— Mais, est-ce que mon Dick vous a fait la cour ? demanda Joanna, serrée au côté de son fiancé.

— Non, sotte fille, répondit Alicia ; c’est moi qui lui ai fait la cour. Je lui ai même offert de l’épouser ; mais il m’a enjoint d’aller me marier avec mes pareils. C’étaient ses paroles mêmes. Non, je peux le dire : il est plus sincère qu’aimable. Mais maintenant, enfants, par raison, avançons. Allons-nous retraverser le vallon ou pousser droit sur Holywood ?

— Je donnerais beaucoup pour avoir un cheval, dit Dick ; mon corps tous ces jours-ci, a été cruellement malmené et abîmé de coups et n’est plus que contusions. Mais qu’en dites-vous ? Si les hommes au bruit du combat ont fini, nous retournerons pour rien. Il n’y a que trois petits milles pour aller directement à Holywood ; les clochers n’ont pas encore sonné neuf heures, la neige est assez ferme sous le pied, la lune claire ; si nous y allions comme nous sommes.

— Accepté, cria Alicia ; mais Joanna se contenta de serrer les bras de Dick.

Ils allèrent donc en avant, à travers des bocages ouverts et sans feuilles et sur des allées revêtues de neige, sous la face blanche de la lune hivernale : Dick et Joanna marchant la main dans la main, au septième ciel ; et leur frivole compagne, ayant oublié complètement les malheurs, suivait à un pas ou deux en arrière, tantôt raillant leur silence, et tantôt faisant d’heureuses descriptions de leur vie future et unie.

Cependant, au loin dans les bois, on pouvait entendre les cavaliers de Tunstall qui continuaient leur poursuite ; et de temps en temps des cris ou le bruit des armures annonçaient le choc des ennemis.
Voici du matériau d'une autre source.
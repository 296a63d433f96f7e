//! Liveness probe.

use axum::Json;
use serde_json::{json, Value};

/// GET /health — liveness probe, no auth, no database access.
pub async fn health() -> Json<Value> {
    Json(json!({ "status": "ok" }))
}
//! Router assembly.

use crate::handlers::{health, list_customers, list_orders, login_handler};
use crate::middleware::{auth_middleware, JwtSecret};
use crate::services::AuthService;
use axum::routing::{get, post};
use axum::{middleware, Extension, Router};
use std::sync::Arc;
use storefront_db::Database;
use tower_http::trace::TraceLayer;

/// Build the application router.
///
/// `/health` and `/api/login` are public; everything under the
/// protected group requires a valid bearer token and runs with the
/// caller's [`storefront_auth::Identity`] in extensions.
pub fn build_router(db: Database, auth_service: Arc<AuthService>, jwt_secret: JwtSecret) -> Router {
    let protected = Router::new()
        .route("/api/customers", get(list_customers))
        .route("/api/orders", get(list_orders))
        .layer(middleware::from_fn(auth_middleware))
        .layer(Extension(jwt_secret));

    Router::new()
        .route("/health", get(health))
        .route("/api/login", post(login_handler))
        .merge(protected)
        .layer(Extension(db))
        .layer(Extension(auth_service))
        .layer(TraceLayer::new_for_http())
}
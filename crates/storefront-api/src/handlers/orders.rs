//! Order listing endpoint.

use crate::error::ApiError;
use axum::{Extension, Json};
use storefront_auth::Identity;
use storefront_db::models::Order;
use storefront_db::{with_store_context, Database};

/// GET /api/orders — the caller's store's orders.
///
/// Orders have no store column; visibility flows through the customer
/// FK via the transitive RLS policy.
pub async fn list_orders(
    Extension(identity): Extension<Identity>,
    Extension(db): Extension<Database>,
) -> Result<Json<Vec<Order>>, ApiError> {
    let subject = identity.rls_subject().ok_or_else(|| {
        ApiError::Forbidden("Administrative tokens cannot access store data".to_string())
    })?;

    let orders = with_store_context(db.inner(), &subject, |conn| {
        Box::pin(async move { Ok(Order::list(conn).await?) })
    })
    .await?;

    Ok(Json(orders))
}
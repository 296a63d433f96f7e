//! Login endpoint handler.
//!
//! POST /api/login - Authenticate a user and issue a session token.

use crate::error::ApiError;
use crate::models::{LoginRequest, LoginResponse};
use crate::services::AuthService;
use axum::http::StatusCode;
use axum::{Extension, Json};
use std::sync::Arc;
use validator::Validate;

/// Handle user login.
///
/// Validates the body, then delegates to [`AuthService::issue`]. Any
/// credential failure surfaces as the uniform 401 body.
pub async fn login_handler(
    Extension(auth_service): Extension<Arc<AuthService>>,
    Json(request): Json<LoginRequest>,
) -> Result<(StatusCode, Json<LoginResponse>), ApiError> {
    request.validate().map_err(|e| {
        let errors: Vec<String> = e
            .field_errors()
            .values()
            .flat_map(|errors| {
                errors
                    .iter()
                    .filter_map(|e| e.message.as_ref().map(std::string::ToString::to_string))
            })
            .collect();
        ApiError::Validation(errors.join(", "))
    })?;

    let response = auth_service
        .issue(&request.username, &request.password)
        .await?;

    Ok((StatusCode::OK, Json(response)))
}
Mais, en ces jeunes gens, élevés dans les alarmes de la guerre, et sortant d’une telle multitude de dangers, ni la crainte, ni la pitié ne pouvaient être éveillées facilement. Satisfaits d’entendre les sons s’éloigner de plus en plus, ils s’abandonnèrent au bonheur présent, marchant déjà, comme le dit Alicia, en un cortège nuptial ; et ni la triste solitude de la forêt, ni la nuit froide et gelée n’eurent le pouvoir de faire ombre à leur bonheur ou de les en distraire.

Enfin, du haut d’une colline, ils virent en bas le vallon de Holywood. Les grandes fenêtres de l’abbaye de la forêt brillaient avec des torches et des chandelles ; ses hautes tourelles et ses clochers s’élevaient clairs et silencieux, et la croix d’or sur le plus haut sommet scintillait brillamment à la lune. Tout autour, dans la clairière ouverte, des feux de camp brillaient, la terre était couverte de tentes, et, au milieu du tableau, la rivière gelée serpentait.

— Par la messe, dit Richard, les hommes de Lord Foxham sont encore là. Le messager s’est certainement perdu. Tant mieux alors. Nous aurons sous la main de quoi faire face à Sir Daniel.

Mais, si les hommes de Lord Foxham étaient encore là, c’était pour une raison différente de celle que supposait Dick. Ils avaient bien marché sur Shoreby ; mais, avant qu’ils fussent à mi-chemin, un second messager les avait rencontrés et leur avait ordonné de retourner à leur campement du matin, pour barrer la route aux fugitifs de Lancastre, et pour être d’autant plus près de l’armée principale d’York. Car Richard de Gloucester ayant terminé la bataille et écrasé ses ennemis dans ce district, était déjà en marche pour rejoindre son frère ; et, peu après le retour des hommes de Lord Foxham, le bossu lui-même mit pied à terre devant la porte de l’abbaye. C’était en l’honneur de cet auguste visiteur que les fenêtres brillaient illuminées, et, au moment où Dick arrivait avec sa fiancée et son amie, toute l’escorte du duc était reçue dans le réfectoire avec toute la splendeur de cette puissante et riche abbaye.

Dick, un peu malgré lui, fut amené devant eux. Gloucester, malade de fatigue, était assis, appuyant sur une main sa face blanche et terrifiante ; Lord Foxham, à moitié remis de sa blessure, était à une place d’honneur à sa gauche.